■ What to work on
Once the line with "pub const fn day_typed(&self)" is found in the entries below, print it and each following line exactly, stopping after the line with "date falls on"; print nothing else.

■ Source material

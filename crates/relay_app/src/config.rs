//! Optional RON settings file, overridden by command-line flags.

use std::fs;
use std::path::Path;
use std::time::Duration;

use engine_logging::{engine_info, engine_warn};
use relay_core::TimeRangePolicy;
use relay_engine::BackendSettings;
use serde::{Deserialize, Serialize};

#[derive(Debug, Clone, Default, PartialEq, Eq, Serialize, Deserialize)]
#[serde(default)]
pub struct AppConfig {
    pub base_url: Option<String>,
    pub connect_timeout_secs: Option<u64>,
    pub request_timeout_secs: Option<u64>,
    pub require_time_range: Option<bool>,
}

impl AppConfig {
    pub fn backend_settings(&self, base_url_override: Option<&str>) -> BackendSettings {
        let defaults = BackendSettings::default();
        BackendSettings {
            base_url: base_url_override
                .map(ToOwned::to_owned)
                .or_else(|| self.base_url.clone())
                .unwrap_or(defaults.base_url),
            connect_timeout: self
                .connect_timeout_secs
                .map_or(defaults.connect_timeout, Duration::from_secs),
            request_timeout: self
                .request_timeout_secs
                .map_or(defaults.request_timeout, Duration::from_secs),
        }
    }

    pub fn time_range_policy(&self, require_override: bool) -> TimeRangePolicy {
        if require_override || self.require_time_range.unwrap_or(true) {
            TimeRangePolicy::Required
        } else {
            TimeRangePolicy::Optional
        }
    }
}

/// Reads the settings file. A missing file yields defaults; an unreadable or
/// malformed one is logged and also yields defaults.
pub fn load_config(path: &Path) -> AppConfig {
    let content = match fs::read_to_string(path) {
        Ok(text) => text,
        Err(err) if err.kind() == std::io::ErrorKind::NotFound => {
            return AppConfig::default();
        }
        Err(err) => {
            engine_warn!("Failed to read config from {:?}: {}", path, err);
            return AppConfig::default();
        }
    };

    match ron::from_str(&content) {
        Ok(config) => {
            engine_info!("Loaded config from {:?}", path);
            config
        }
        Err(err) => {
            engine_warn!("Failed to parse config from {:?}: {}", path, err);
            AppConfig::default()
        }
    }
}
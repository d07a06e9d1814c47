use engine_logging::engine_debug;
use relay_core::{time_range, SelectOption, StageId};
use serde::Deserialize;

use crate::http::{check_status, map_reqwest_error, HttpBackend};
use crate::{FailureKind, TransportError};

/// Loads the option list for one stage given its parent's selected key.
#[async_trait::async_trait]
pub trait OptionFetcher: Send + Sync {
    async fn fetch_options(
        &self,
        stage: StageId,
        parent_key: Option<&str>,
    ) -> Result<Vec<SelectOption>, TransportError>;
}

/// `{id, name}`-shaped record; Mattermost also sends a human `display_name`.
/// Channel records carry the owning team's id.
#[derive(Debug, Deserialize)]
struct OptionRecord {
    id: String,
    #[serde(default)]
    name: Option<String>,
    #[serde(default, alias = "displayName")]
    display_name: Option<String>,
    #[serde(default, alias = "teamId")]
    team_id: Option<String>,
}

impl From<OptionRecord> for SelectOption {
    fn from(record: OptionRecord) -> Self {
        let label = record
            .display_name
            .filter(|label| !label.trim().is_empty())
            .or(record.name)
            .unwrap_or_else(|| record.id.clone());
        SelectOption::new(record.id, label)
    }
}

#[async_trait::async_trait]
impl OptionFetcher for HttpBackend {
    async fn fetch_options(
        &self,
        stage: StageId,
        parent_key: Option<&str>,
    ) -> Result<Vec<SelectOption>, TransportError> {
        // The backend lists every channel at once; the team filter is ours.
        let (url, team_filter) = match (stage, parent_key) {
            (StageId::Team, _) => (self.endpoint(&["api", "mattermost", "teams"]), None),
            (StageId::Channel, Some(team_id)) => (
                self.endpoint(&["api", "mattermost", "channels"]),
                Some(team_id),
            ),
            (StageId::Channel, None) => {
                return Err(TransportError::new(
                    FailureKind::InvalidUrl,
                    "channel options need a team",
                ))
            }
            (StageId::TimeRange, _) => return Ok(time_range::catalog()),
        };

        engine_debug!("GET {}", url);
        let response = self.client.get(url).send().await.map_err(map_reqwest_error)?;
        check_status(&response)?;
        let body = response.bytes().await.map_err(map_reqwest_error)?;
        let records: Vec<OptionRecord> = serde_json::from_slice(&body)
            .map_err(|err| TransportError::new(FailureKind::Decode, err.to_string()))?;
        Ok(records
            .into_iter()
            .filter(|record| match team_filter {
                Some(team_id) => record.team_id.as_deref() == Some(team_id),
                None => true,
            })
            .map(SelectOption::from)
            .collect())
    }
}
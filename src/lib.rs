mod consts;
mod prelude;
mod types;
mod weekday;
mod zeller;

pub use consts::*;
pub use types::{Day, Month, Year};
pub use weekday::{Weekday, WeekdayError, weekday_to_string};
pub use zeller::date_to_weekday;

use crate::prelude::*;
use std::str::FromStr;

/// A calendar day in the civil calendar.
///
/// Every component is range-checked on construction and the value is never
/// mutated afterwards. The day is checked against 1..=31 for every month, so
/// dates such as 31/04 are accepted.
#[derive(Debug, Clone, Copy, PartialEq, Eq, Hash, Display)]
#[display(fmt = "{:02}/{:02}/{}", "day.get()", "month.get()", "year.get()")]
pub struct Date {
    day: Day,
    month: Month,
    year: Year,
}

/// Error returned when a date component is out of range.
#[derive(Debug, Clone, Copy, PartialEq, Eq, Display)]
pub enum DateError {
    #[display(fmt = "Invalid day range: {} (must be {}-{})", "_0", MIN_DAY, MAX_DAY)]
    InvalidDayRange(i64),
    #[display(fmt = "Invalid month range: {} (must be {}-{})", "_0", MIN_MONTH, MAX_MONTH)]
    InvalidMonthRange(i64),
    #[display(fmt = "Invalid year range: {} (must be at least {})", "_0", MIN_YEAR)]
    InvalidYearRange(i64),
}

impl std::error::Error for DateError {}

/// Error returned when parsing a date from text.
#[derive(Debug, Clone, PartialEq, Eq, thiserror::Error)]
pub enum ParseError {
    /// Input was empty or whitespace.
    #[error("Empty date string")]
    EmptyInput,

    /// Input does not have the `DD/MM/YYYY` shape.
    #[error("Invalid date format: {0}")]
    InvalidFormat(String),

    /// Input is well formed but a component is out of range.
    #[error(transparent)]
    Date(#[from] DateError),
}

impl Date {
    /// Creates a new date from day, month and year.
    ///
    /// Components are checked in order day, month, year; the first one out of
    /// range decides the error. The year has no upper bound other than
    /// `i64::MAX`; parsing a longer year from text fails with
    /// `ParseError::InvalidFormat`.
    ///
    /// # Errors
    /// Returns `DateError::InvalidDayRange`, `DateError::InvalidMonthRange` or
    /// `DateError::InvalidYearRange`.
    pub fn new(day: i64, month: i64, year: i64) -> Result<Self, DateError> {
        let day = Day::new(day)?;
        let month = Month::new(month)?;
        let year = Year::new(year)?;
        Ok(Self::from_parts(day, month, year))
    }

    /// Creates a new date (types are already validated)
    pub const fn from_parts(day: Day, month: Month, year: Year) -> Self {
        Self { day, month, year }
    }

    /// Returns the day of the month
    pub const fn day(&self) -> u8 {
        self.day.get()
    }

    /// Returns the month
    pub const fn month(&self) -> u8 {
        self.month.get()
    }

    /// Returns the year
    pub const fn year(&self) -> i64 {
        self.year.get()
    }

    /// Returns the Day type
    pub const fn day_typed(&self) -> Day {
        self.day
    }

    /// Returns the Month type
    pub const fn month_typed(&self) -> Month {
        self.month
    }

    /// Returns the Year type
    pub const fn year_typed(&self) -> Year {
        self.year
    }

    /// Returns the weekday this date falls on
    pub fn weekday(&self) -> Weekday {
        date_to_weekday(self)
    }
}

impl FromStr for Date {
    type Err = ParseError;

    /// Parses `DD/MM/YYYY`. Fields are plain integers, so `1/1/2000` is
    /// accepted as well.
    fn from_str(s: &str) -> Result<Self, Self::Err> {
        let trimmed = s.trim();
        if trimmed.is_empty() {
            return Err(ParseError::EmptyInput);
        }

        let parts: Vec<&str> = trimmed.split(DATE_SEPARATOR).map(str::trim).collect();
        let [day, month, year] = parts.as_slice() else {
            return Err(ParseError::InvalidFormat(format!(
                "expected 3 fields separated by '{DATE_SEPARATOR}', found {}: {trimmed}",
                parts.len()
            )));
        };

        let day = parse_i64(day)?;
        let month = parse_i64(month)?;
        let year = parse_i64(year)?;

        Ok(Self::new(day, month, year)?)
    }
}

/// Helper to parse a date field with better error messages
fn parse_i64(s: &str) -> Result<i64, ParseError> {
    s.parse::<i64>()
        .map_err(|_| ParseError::InvalidFormat(s.to_owned()))
}

impl TryFrom<(i64, i64, i64)> for Date {
    type Error = DateError;

    /// Converts a `(day, month, year)` tuple.
    fn try_from(value: (i64, i64, i64)) -> Result<Self, Self::Error> {
        Self::new(value.0, value.1, value.2)
    }
}

impl serde::Serialize for Date {
    fn serialize<S>(&self, serializer: S) -> Result<S::Ok, S::Error>
    where
        S: serde::Serializer,
    {
        serializer.serialize_str(&self.to_string())
    }
}

impl<'de> serde::Deserialize<'de> for Date {
    fn deserialize<D>(deserializer: D) -> Result<Self, D::Error>
    where
        D: serde::Deserializer<'de>,
    {
        let s = String::deserialize(deserializer)?;
        s.parse().map_err(serde::de::Error::custom)
    }
}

■ Problem solution
    pub const fn day_typed(&self) -> Day {
        self.day
    }

    /// Returns the Month type
    pub const fn month_typed(&self) -> Month {
        self.month
    }

    /// Returns the Year type
    pub const fn year_typed(&self) -> Year {
        self.year
    }

    /// Returns the weekday this date falls on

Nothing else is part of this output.